Misalnya kalimat kun fayakuun dalam firman Allah yang termaktub dalam QS Ali Imran 3:46, yang memunculkan tafsir bahwa Isa Al-Masih a.s. dilahirkan tanpa bapak. Lalu kalimat kun fayakuun dalam Firman Allah yang termaktub dalam QS Ali Imran 3:58, yang melahirkan tafsir bahwa Nabi Adam a.s. diciptakan oleh Allah sebagai manusia pertama secara sekaligus jadi, tanpa proses evolusi.
Penafsiran semacam itu mengakibatkan lahirnya kepercayaan (iman) yang dogmatis dan ibadah yang formalistis, yang semuanya menghambat pertumbuhan dan perkembangan rohani manusia, dan menodai citra Islam yang indah.
Lantas, apakah arti atau maksud dari kalimatullah kun fayakuun itu sesungguhnya?
Untuk mengetahui arti dan maksudnya, marilah kita kembali kepada Qur’an Suci dan Sunnah Nabi.
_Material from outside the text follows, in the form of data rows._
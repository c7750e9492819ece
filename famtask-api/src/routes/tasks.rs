/// Task endpoints
///
/// # Endpoints
///
/// - `POST /api/tasks` - Create a task with its assignment (owner/admin)
/// - `GET /api/tasks` - Family board, newest first
/// - `GET /api/mytasks` - Personal worklist
/// - `GET /api/tasks/pending-approval` - Completed work awaiting review
/// - `POST /api/tasks/:assignment_id/complete` - Assignee marks done
/// - `POST /api/tasks/:assignment_id/approve` - Reviewer accepts, awards points
/// - `POST /api/tasks/:assignment_id/reject` - Reviewer sends it back
///
/// Complete, approve, and reject each run in one transaction with the
/// assignment row locked, so concurrent transitions serialize and the
/// status checks decide exactly one winner.

use crate::{
    app::AppState,
    error::{ApiError, ApiResult, ValidationErrorDetail},
    routes::require_active_family,
};
use axum::{
    extract::{Path, State},
    Extension, Json,
};
use chrono::{DateTime, Utc};
use famtask_shared::{
    models::{
        membership::Membership,
        points::PointsLedger,
        task::{
            AssignmentStatus, CreateTask, Difficulty, FamilyTaskView, MyTaskView,
            PendingApprovalView, Task, TaskAssignment, MAX_TITLE_LENGTH,
        },
        user::User,
    },
    session::AuthContext,
};
use serde::{Deserialize, Serialize};
use uuid::Uuid;

/// Create task request
#[derive(Debug, Deserialize)]
pub struct CreateTaskRequest {
    /// Title (non-empty, at most 28 characters after trimming)
    pub title: String,

    /// Optional description
    #[serde(default)]
    pub description: Option<String>,

    /// Difficulty; absent or unrecognized values fall back to medium
    #[serde(default)]
    pub difficulty: Option<String>,

    /// Member to assign the task to
    #[serde(default, alias = "assignedTo")]
    pub assigned_to: Option<Uuid>,

    /// Optional deadline
    #[serde(default)]
    pub deadline: Option<DateTime<Utc>>,
}

/// Create task response: the joined task + assignment + assignee view
#[derive(Debug, Serialize)]
pub struct CreateTaskResponse {
    /// New task ID
    pub task_id: Uuid,

    /// Its assignment ID
    pub assignment_id: Uuid,

    /// Title
    pub title: String,

    /// Difficulty actually applied
    pub difficulty: Difficulty,

    /// Fixed reward
    pub points_reward: i32,

    /// Assignment status (`pending` when assigned, else `not_assigned`)
    pub status: AssignmentStatus,

    /// Assignee's display name, if assigned
    pub assignee_username: Option<String>,

    /// Deadline, if any
    pub deadline: Option<DateTime<Utc>>,
}

/// Approve response
#[derive(Debug, Serialize)]
pub struct ApproveResponse {
    /// Confirmation message
    pub message: String,

    /// Points credited to the assignee
    pub points_awarded: i32,
}

/// Simple confirmation response
#[derive(Debug, Serialize)]
pub struct MessageResponse {
    /// Confirmation message
    pub message: String,
}

/// Creates a task with its single assignment
///
/// Requires an owner/admin role in the active family. Task and assignment
/// are inserted in one transaction; the assignment starts `pending` when an
/// assignee is given.
///
/// # Errors
///
/// - `400 Bad Request`: No active family, or assignee outside the family
/// - `403 Forbidden`: Caller is a standard member
/// - `422 Unprocessable Entity`: Title empty or too long
pub async fn create_task(
    State(state): State<AppState>,
    Extension(ctx): Extension<AuthContext>,
    Json(req): Json<CreateTaskRequest>,
) -> ApiResult<Json<CreateTaskResponse>> {
    let family_id = require_active_family(&ctx)?;

    let role = Membership::get_role(&state.db, family_id, ctx.user_id).await?;
    match role {
        Some(role) if role.can_create_tasks() => {}
        _ => {
            return Err(ApiError::Forbidden(
                "Only a family owner or admin can create tasks".to_string(),
            ))
        }
    }

    let title = req.title.trim();
    if title.is_empty() || title.len() > MAX_TITLE_LENGTH {
        return Err(ApiError::ValidationError(vec![ValidationErrorDetail {
            field: "title".to_string(),
            message: format!(
                "Title must be 1-{} characters",
                MAX_TITLE_LENGTH
            ),
        }]));
    }

    // Assignments never cross family boundaries
    if let Some(assignee) = req.assigned_to {
        if !Membership::is_member(&state.db, family_id, assignee).await? {
            return Err(ApiError::BadRequest(
                "Assignee is not a member of this family".to_string(),
            ));
        }
    }

    let difficulty = Difficulty::from_input(req.difficulty.as_deref());

    let created = Task::create_with_assignment(
        &state.db,
        CreateTask {
            family_id,
            created_by: ctx.user_id,
            title: title.to_string(),
            description: req.description.filter(|d| !d.trim().is_empty()),
            difficulty,
            assignee: req.assigned_to,
            deadline: req.deadline,
        },
    )
    .await?;

    let assignee_username = match created.assignment.user_id {
        Some(user_id) => User::find_by_id(&state.db, user_id)
            .await?
            .map(|u| u.username),
        None => None,
    };

    Ok(Json(CreateTaskResponse {
        task_id: created.task.id,
        assignment_id: created.assignment.id,
        title: created.task.title,
        difficulty: created.task.difficulty,
        points_reward: created.task.points_reward,
        status: created.assignment.status,
        assignee_username,
        deadline: created.task.deadline,
    }))
}

/// Lists every task on the active family's board, newest first
pub async fn list_family_tasks(
    State(state): State<AppState>,
    Extension(ctx): Extension<AuthContext>,
) -> ApiResult<Json<Vec<FamilyTaskView>>> {
    let family_id = require_active_family(&ctx)?;
    let tasks = Task::list_family_tasks(&state.db, family_id).await?;
    Ok(Json(tasks))
}

/// Lists the caller's open worklist in the active family
///
/// Pending and completed assignments only; deadline soonest-first, undated
/// last.
pub async fn list_my_tasks(
    State(state): State<AppState>,
    Extension(ctx): Extension<AuthContext>,
) -> ApiResult<Json<Vec<MyTaskView>>> {
    let family_id = require_active_family(&ctx)?;
    let tasks = Task::list_my_tasks(&state.db, ctx.user_id, family_id).await?;
    Ok(Json(tasks))
}

/// Lists completed assignments awaiting review, oldest first
///
/// # Errors
///
/// - `403 Forbidden`: Caller is not an owner/admin of the active family
pub async fn list_pending_approval(
    State(state): State<AppState>,
    Extension(ctx): Extension<AuthContext>,
) -> ApiResult<Json<Vec<PendingApprovalView>>> {
    let family_id = require_active_family(&ctx)?;

    let role = Membership::get_role(&state.db, family_id, ctx.user_id).await?;
    match role {
        Some(role) if role.can_review_assignments() => {}
        _ => {
            return Err(ApiError::Forbidden(
                "Only a family owner or admin can review completions".to_string(),
            ))
        }
    }

    let tasks = Task::list_pending_approval(&state.db, family_id).await?;
    Ok(Json(tasks))
}

/// Marks an assignment complete
///
/// Only the assigned member may complete, and only from `pending`.
///
/// # Errors
///
/// - `404 Not Found`: No such assignment
/// - `403 Forbidden`: Assignment belongs to someone else
/// - `409 Conflict`: Assignment is not pending (the current status is named)
pub async fn complete_assignment(
    State(state): State<AppState>,
    Extension(ctx): Extension<AuthContext>,
    Path(assignment_id): Path<Uuid>,
) -> ApiResult<Json<MessageResponse>> {
    let mut tx = state.db.begin().await?;

    let assignment = TaskAssignment::find_by_id_for_update(&mut *tx, assignment_id)
        .await?
        .ok_or_else(|| ApiError::NotFound("Assignment not found".to_string()))?;

    if assignment.user_id != Some(ctx.user_id) {
        return Err(ApiError::Forbidden(
            "This task is not assigned to you".to_string(),
        ));
    }

    if assignment.status != AssignmentStatus::Pending {
        return Err(ApiError::Conflict(format!(
            "Assignment is {}, only pending tasks can be completed",
            assignment.status.as_str()
        )));
    }

    TaskAssignment::set_status(&mut *tx, assignment.id, AssignmentStatus::Completed).await?;

    tx.commit().await?;

    tracing::info!(
        assignment_id = %assignment_id,
        user_id = %ctx.user_id,
        "Assignment completed, awaiting approval"
    );

    Ok(Json(MessageResponse {
        message: "Task marked as complete, awaiting approval".to_string(),
    }))
}

/// Approves a completed assignment and credits its points
///
/// Single transaction: the assignment, its family, and the reviewer's role
/// resolve in one locked query; the status flips to `approved` and the
/// assignee's ledger is upserted with the task's fixed reward. The status
/// check makes double-approval impossible: a second attempt finds
/// `approved` and conflicts.
///
/// # Errors
///
/// - `404 Not Found`: No such assignment, or the reviewer has no role in
///   the assignment's family
/// - `403 Forbidden`: Reviewer is a standard member
/// - `409 Conflict`: Assignment is not completed
pub async fn approve_assignment(
    State(state): State<AppState>,
    Extension(ctx): Extension<AuthContext>,
    Path(assignment_id): Path<Uuid>,
) -> ApiResult<Json<ApproveResponse>> {
    let mut tx = state.db.begin().await?;

    let target = TaskAssignment::find_for_review(&mut *tx, assignment_id, ctx.user_id)
        .await?
        .ok_or_else(|| ApiError::NotFound("Assignment not found".to_string()))?;

    let role = target
        .reviewer_role
        .ok_or_else(|| ApiError::NotFound("Assignment not found".to_string()))?;

    if !role.can_review_assignments() {
        return Err(ApiError::Forbidden(
            "Only a family owner or admin can approve tasks".to_string(),
        ));
    }

    if target.status != AssignmentStatus::Completed {
        return Err(ApiError::Conflict(format!(
            "Assignment is {}, only completed tasks can be approved",
            target.status.as_str()
        )));
    }

    // A completed assignment always has an assignee; anything else is a
    // broken invariant, not a caller error
    let assignee_id = target.assignee_id.ok_or_else(|| {
        ApiError::InternalError("Completed assignment has no assignee".to_string())
    })?;

    TaskAssignment::set_status(&mut *tx, target.assignment_id, AssignmentStatus::Approved).await?;

    let ledger =
        PointsLedger::add(&mut *tx, assignee_id, target.family_id, target.points_reward).await?;

    tx.commit().await?;

    tracing::info!(
        assignment_id = %assignment_id,
        assignee_id = %assignee_id,
        points = target.points_reward,
        total = ledger.points,
        "Assignment approved, points awarded"
    );

    Ok(Json(ApproveResponse {
        message: "Task approved".to_string(),
        points_awarded: target.points_reward,
    }))
}

/// Rejects a completed assignment, returning it to the worklist
///
/// Same authorization resolution as approval; the status cycles back to
/// `pending` so the assignee can redo the work. Rejection is corrective,
/// not destructive; no points move.
///
/// # Errors
///
/// Same statuses as [`approve_assignment`]
pub async fn reject_assignment(
    State(state): State<AppState>,
    Extension(ctx): Extension<AuthContext>,
    Path(assignment_id): Path<Uuid>,
) -> ApiResult<Json<MessageResponse>> {
    let mut tx = state.db.begin().await?;

    let target = TaskAssignment::find_for_review(&mut *tx, assignment_id, ctx.user_id)
        .await?
        .ok_or_else(|| ApiError::NotFound("Assignment not found".to_string()))?;

    let role = target
        .reviewer_role
        .ok_or_else(|| ApiError::NotFound("Assignment not found".to_string()))?;

    if !role.can_review_assignments() {
        return Err(ApiError::Forbidden(
            "Only a family owner or admin can reject tasks".to_string(),
        ));
    }

    if target.status != AssignmentStatus::Completed {
        return Err(ApiError::Conflict(format!(
            "Assignment is {}, only completed tasks can be rejected",
            target.status.as_str()
        )));
    }

    TaskAssignment::set_status(&mut *tx, target.assignment_id, AssignmentStatus::Pending).await?;

    tx.commit().await?;

    tracing::info!(
        assignment_id = %assignment_id,
        reviewer_id = %ctx.user_id,
        "Assignment rejected, returned to worklist"
    );

    Ok(Json(MessageResponse {
        message: "Task rejected and returned to the worklist".to_string(),
    }))
}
Dalam Quran Suci, selain dalam dua contoh ayat di atas, kalimat kun fayakuun terdapat juga antara lain pada ayat-ayat di bawah ini:
“Dan sungguh perintah-Nya: Jika Allah menghendaki segala sesuatu, Ia hanyalah berfirman kepada sesuatu itu: Kun, Fayakuun! Jadilah, maka jadilah itu.” (QS Yasin 36:82)
“Firman Kami terhadap suatu perkara manakala Kami menghendaki hanyalah Kami berfirman kepadanya: Kun, Fayakuun! Jadi, maka jadilah itu.” (QS An-Nahl 16:40).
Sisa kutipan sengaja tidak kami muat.